Certo è che devi fare anche tu una scelta: proteggere con openbase_dir o spostando il configuration? Spostarlo per poi "aprire" la directory è un mezzo controsenso...

Hai parlato con l'amministratore del server?

[iccamar]

Spostarlo per poi "aprire" la directory è un mezzo controsenso...

In effetti, nella mia ignoranza, pensavo anche io la stessa cosa....
Il phpini lo abbiamo provato (parlo al plurale perché sfrutto bassamente mio figlio...) sia mettendo un file nella root, sia modificando quello sul server.

IN realtà la mia esigenza e' quella di aumentare la sicurezza del sito e, sempre per il fatto di non essere espserto, ho cercato di seguire le indicazioni contenute nele FAQ di sicurezza e nella Security checklist di Joomla.org. Col vecchi server condiviso non avevo avuto problemi e pensavo di rifare le stesse cose.

Intanto mi scarico  bambalam e vedo se fa al mio caso (sempre con l'aiuto di cui sopra) ed intanto ripiego su qualche "accessorio" trovato nella JED (stavo leggendo qualcosa su Eyesite e kareebu Secure).

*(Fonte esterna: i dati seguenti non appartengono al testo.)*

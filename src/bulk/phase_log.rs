/*!
Per-phase blame storage (C9, spec §4.6). Each server retains a fixed window of past
phases' submitted ciphertexts, slot offsets, and its own per-client keystream contribution,
so a deferred accusation can still be checked against what actually happened; entries older
than the window are dropped as new phases complete.
*/

use std::collections::BTreeMap;

use crate::round_id::Phase;

/// Everything a server keeps about one phase, for as long as the phase stays in the
/// retained window.
#[derive(Clone, Debug, Default)]
pub struct PhaseEntry {
    /// Each client's submitted ciphertext, by client index.
    pub client_ciphertexts: BTreeMap<usize, Vec<u8>>,
    /// Which server accepted which client's submission this phase (spec §4.5 step 2).
    pub served_by: BTreeMap<usize, usize>,
    /// Byte offset of each slot index within the aggregate.
    pub slot_offsets: BTreeMap<usize, usize>,
    pub aggregate_len: usize,
    /// This server's own PRG keystream contribution, by client index, kept so a later
    /// accusation can recompute the "expected" bit without re-deriving every DH secret.
    pub own_keystream_shares: BTreeMap<usize, Vec<u8>>,
}

/// A ring of the most recently completed phases, bounded by
/// [`crate::config::RoundParams::retained_phases`].
pub struct PhaseLog {
    retained: u32,
    entries: BTreeMap<Phase, PhaseEntry>,
}

impl PhaseLog {
    pub fn new(retained: u32) -> Self {
        Self {
            retained,
            entries: BTreeMap::new(),
        }
    }

    /// Records `entry` for `phase`, then evicts anything older than the retained window.
    /// Keeps exactly `retained` phases: `phase` itself plus the `retained - 1` before it.
    pub fn record(&mut self, phase: Phase, entry: PhaseEntry) {
        self.entries.insert(phase, entry);
        let cutoff = phase.0.saturating_sub(u64::from(self.retained).saturating_sub(1));
        self.entries.retain(|p, _| p.0 >= cutoff);
    }

    pub fn get(&self, phase: Phase) -> Option<&PhaseEntry> {
        self.entries.get(&phase)
    }

    /// Whether `phase` is still inside the retained window relative to the most recently
    /// recorded phase (spec §4.5, "the blame phase must still be in the retained window").
    pub fn is_retained(&self, phase: Phase) -> bool {
        self.entries.contains_key(&phase)
    }

    pub fn oldest_retained(&self) -> Option<Phase> {
        self.entries.keys().next().copied()
    }
}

Grazie ancora per i preziosi consigli (seguo sempre questa parte del forum con gli RSS e cerco di imparare anche se certe risposte sono.... terrorizzanti).
 

[santograz]

In effetti, mi sembrava un path da Fedora Core...

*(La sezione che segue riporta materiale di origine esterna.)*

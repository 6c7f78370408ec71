/*!
The blame sub-protocol (C8, spec §4.5 "Blame sub-protocol"): an anonymously re-shuffled
accusation, a bit-by-bit comparison across servers that isolates the disagreeing
contribution, a client rebuttal proving knowledge of the relevant DH secret, and a
signed verdict certificate naming exactly one guilty participant.

Grounded in `original_source/src/Anonymity/CSBulkRound.cpp`'s `StartBlameShuffle` /
`ProcessBlameShuffle` / `TransmitBlameBits` / `HandleBlameBits` / `RequestRebuttal` /
`HandleRebuttal` / `SubmitVerdictSignature` method family, reduced here to pure functions
the round drives rather than a single monolithic handler.
*/

use ed25519_dalek::{Signature, Signer as _, SigningKey, VerifyingKey};
use tracing::warn;

use crate::crypto::dh::SharedSecret;
use crate::crypto::group_math::{GroupElement, IntegerGroup, Scalar};
use crate::crypto::hash::sha256;
use crate::crypto::zkp::{self, DleqProof};
use crate::group::ParticipantId;
use crate::round_id::Phase;

use super::ciphertext::per_phase_seed;
use super::phase_log::PhaseLog;

/// A slot owner's signed claim that its previous submission was corrupted, identifying
/// exactly which bit it believes is wrong. Routed through a fresh Neff shuffle (seeded from
/// the parent round id) before any server sees it, so the accuser cannot be linked to the
/// claim by a non-shuffling server.
#[derive(Clone, Debug, PartialEq, Eq)]
pub struct Accusation {
    pub owner_idx: u32,
    pub accuse_bit_idx: u32,
    pub blame_phase: Phase,
}

/// The (owner, bit, phase) triple selected as the current blame target: the first
/// accusation, in shuffled order, whose signature verifies and whose phase is still inside
/// the retained window.
#[derive(Clone, Copy, Debug, PartialEq, Eq)]
pub struct BlameTarget {
    pub owner_idx: u32,
    pub accuse_bit_idx: u32,
    pub phase: Phase,
}

/// Picks the first accusation that is still checkable: i.e. whose phase has not aged out of
/// the phase log. Accusations are assumed pre-filtered for a valid anonymous-key signature by
/// the caller, since that check needs the anonymized-key list from the shuffle output.
pub fn select_blame_target(accusations: &[Accusation], phase_log: &PhaseLog) -> Option<BlameTarget> {
    accusations
        .iter()
        .find(|accusation| phase_log.is_retained(accusation.blame_phase))
        .map(|accusation| BlameTarget {
            owner_idx: accusation.owner_idx,
            accuse_bit_idx: accusation.accuse_bit_idx,
            phase: accusation.blame_phase,
        })
}

/// One server's observed-versus-expected bit at the blamed index: `actual` is the bit that
/// ended up in the published aggregate; `expected` is what this server's own PRG
/// contribution at that index should have produced, recomputed from its retained phase log.
#[derive(Clone, Copy, Debug, PartialEq, Eq)]
pub struct BitPair {
    pub actual: bool,
    pub expected: bool,
}

fn bit_at(bytes: &[u8], bit_idx: u32) -> bool {
    let byte_idx = (bit_idx / 8) as usize;
    let shift = bit_idx % 8;
    bytes.get(byte_idx).map(|b| (b >> shift) & 1 == 1).unwrap_or(false)
}

/// Computes this server's `(actual, expected)` bit pair for `target`, from its retained
/// phase-log entry and the keystream share it contributed that phase.
pub fn compute_bit_pair(
    phase_log: &PhaseLog,
    target: BlameTarget,
    client_idx: usize,
    published_aggregate: &[u8],
) -> Option<BitPair> {
    let entry = phase_log.get(target.phase)?;
    let expected_bytes = entry.own_keystream_shares.get(&client_idx)?;
    Some(BitPair {
        actual: bit_at(published_aggregate, target.accuse_bit_idx),
        expected: bit_at(expected_bytes, target.accuse_bit_idx),
    })
}

/// Given every server's bit pair for the blamed index, isolates the disagreeing server, if
/// any. `None` means every server's actual and expected bits agreed — a false accusation
/// (spec §4.5: "immediately terminates the round, blaming the accuser").
pub fn isolate_disagreeing_server(pairs: &[(usize, BitPair)]) -> Option<usize> {
    let found = pairs.iter().find(|(_, pair)| pair.actual != pair.expected).map(|(server_idx, _)| *server_idx);
    match found {
        Some(idx) => warn!(server_idx = idx, "blame: server contribution disagrees with its own phase log"),
        None => warn!("blame: no server disagreement found, accusation is false"),
    }
    found
}

/// A client's non-interactive proof of knowledge of the DH secret it shares with the
/// accused server, revealing the shared element itself so any server can recompute the bit
/// the corresponding keystream would have produced (spec §4.5 step 4).
pub struct Rebuttal {
    pub revealed_element: GroupElement,
    pub proof: DleqProof,
}

/// Produces a rebuttal: proof that `client_dh_secret` is the exponent relating the client's
/// long-term DH public key to the revealed shared element under the accused server's public
/// key, without revealing the exponent itself.
pub fn produce_rebuttal(
    group: &IntegerGroup,
    accused_server_pk: &GroupElement,
    client_dh_secret: &Scalar,
    rng: &mut dyn rand_core::CryptoRngCore,
) -> Rebuttal {
    let revealed_element = group.pow(accused_server_pk, client_dh_secret);
    let proof = zkp::prove_dleq(group, &group.generator(), accused_server_pk, client_dh_secret, rng);
    Rebuttal { revealed_element, proof }
}

/// Verifies a rebuttal against the client's known long-term DH public key, then recomputes
/// the bit the keystream derived from `revealed_element` would have produced at
/// `target.accuse_bit_idx`, comparing it to what the accused server actually contributed.
pub fn verify_rebuttal(
    group: &IntegerGroup,
    client_dh_public: &GroupElement,
    accused_server_pk: &GroupElement,
    rebuttal: &Rebuttal,
    target: BlameTarget,
    round_id: &crate::round_id::RoundId,
    expected_actual_bit: bool,
) -> bool {
    if !zkp::verify_dleq(
        group,
        &group.generator(),
        accused_server_pk,
        client_dh_public,
        &rebuttal.revealed_element,
        &rebuttal.proof,
    ) {
        return false;
    }
    let secret = SharedSecret(sha256(&[&rebuttal.revealed_element.to_bytes()]));
    let seed = per_phase_seed(&secret, target.phase, round_id);
    let keystream = super::ciphertext::keystream(&seed, (target.accuse_bit_idx / 8 + 1) as usize);
    bit_at(&keystream, target.accuse_bit_idx) == expected_actual_bit
}

/// The outcome of a completed blame round: exactly one participant is named guilty.
#[derive(Clone, Copy, Debug, PartialEq, Eq)]
pub enum Guilty {
    Server(usize),
    Client(usize),
    /// No server's contribution actually disagreed: the accusation itself was bogus, so the
    /// accuser is blamed to discourage endless accusation (spec §4.5, final edge case).
    Accuser(u32),
}

/// Hashes a verdict for every server to sign into the verdict certificate (spec §4.5 step 6).
pub fn verdict_digest(target: BlameTarget, guilty: ParticipantId) -> [u8; 32] {
    sha256(&[
        &target.owner_idx.to_be_bytes(),
        &target.accuse_bit_idx.to_be_bytes(),
        &target.phase.0.to_be_bytes(),
        guilty.as_bytes(),
    ])
}

pub fn sign_verdict(signing_key: &SigningKey, digest: &[u8; 32]) -> Signature {
    signing_key.sign(digest)
}

/// Checks every signature in a verdict certificate, as a client does before accepting the
/// round's blamed outcome.
pub fn verify_verdict_certificate(digest: &[u8; 32], server_keys: &[VerifyingKey], signatures: &[Signature]) -> bool {
    server_keys.len() == signatures.len()
        && server_keys
            .iter()
            .zip(signatures.iter())
            .all(|(key, signature)| key.verify_strict(digest, signature).is_ok())
}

Sai che per avere un php.ini locale non basta crearne uno in una directory, ma bisogna anche abilitare lo scan di quella directory, da parte di PHP alla ricerca dello stesso, vero?

Sai anche che quando fai un cambiamento al php.ini "centrale" bisogna riavviare httpd, vero?

Stai tranquillo, tanto la sicurezza informatica non esiste, nenche quelli dell'FBI la fanno franca...

[iccamar]

Al riavvio (v. sopra) ci ero arrivato.
Per il resto, avevo usato lo stesso file php.ini che usavo in precedenza, ma avevo provato anche modifcando il php.ini  sul server.

Lo so che la sicurezza non esiste, ma cerco di seguire tutte le regole consigliate per stare un  po' più tranquillo....  

[mau_develop]

occhio se usi bambalam di tenerti una copia non compilata del file qualora non funzionasse, nn lho mai provato per joomla e soprattutto non l'ho mai provato su un singolo file di un framework,...i risultati potrebbero non essere quelli attesi... mi sa che sasera lo rispolvero un po' anch'io e ci gioco un po'

...comunque non andare in paranoia, una qualsiasi lfi o rfi su un componente renderebbe vana qualunque forma di sicurezza.

M.

EDIT: LEGGEVO ORA CHE ci potrebbero essere dei problemi col php5 ... azz se son vecchio

[iccamar]

Grazie, nessuna paranoia, solo un po' di prudenza (e preferisco non sapere cosa significa lfi o rfi.... )

[mau_develop]

(e preferisco non sapere cosa significa lfi o rfi...
----------------------------------------------------------------

e no... se vuoi difenderti devi sapere da che cosa ti difendi, altrimenti corri il rischio di creare facili passaggi al tuo nemico

M.

[iccamar]

A lllora ttendo spiegazioni: se faccio lfi si Google esce "La ferrovia italiana" 

[mmleoni]

altre due cose:
1. rimetti il codice suggerito dall'articolo citato. è difficile che apache sia in chroot, ma, se così è, inserendo il percorso assoluto come hai fatto tu non funzionerà.
2. verifica che non ci sia un php.ini per ogni vhost.

ciao,
marco

[iccamar]

Ho fatto varie prove e, per il momento, rinuncio.... Non sono all'altezza.
Rimedio provando ksecure e eyesite.
vediamo se funzionano

Grazie a tutti per la grande pazienza!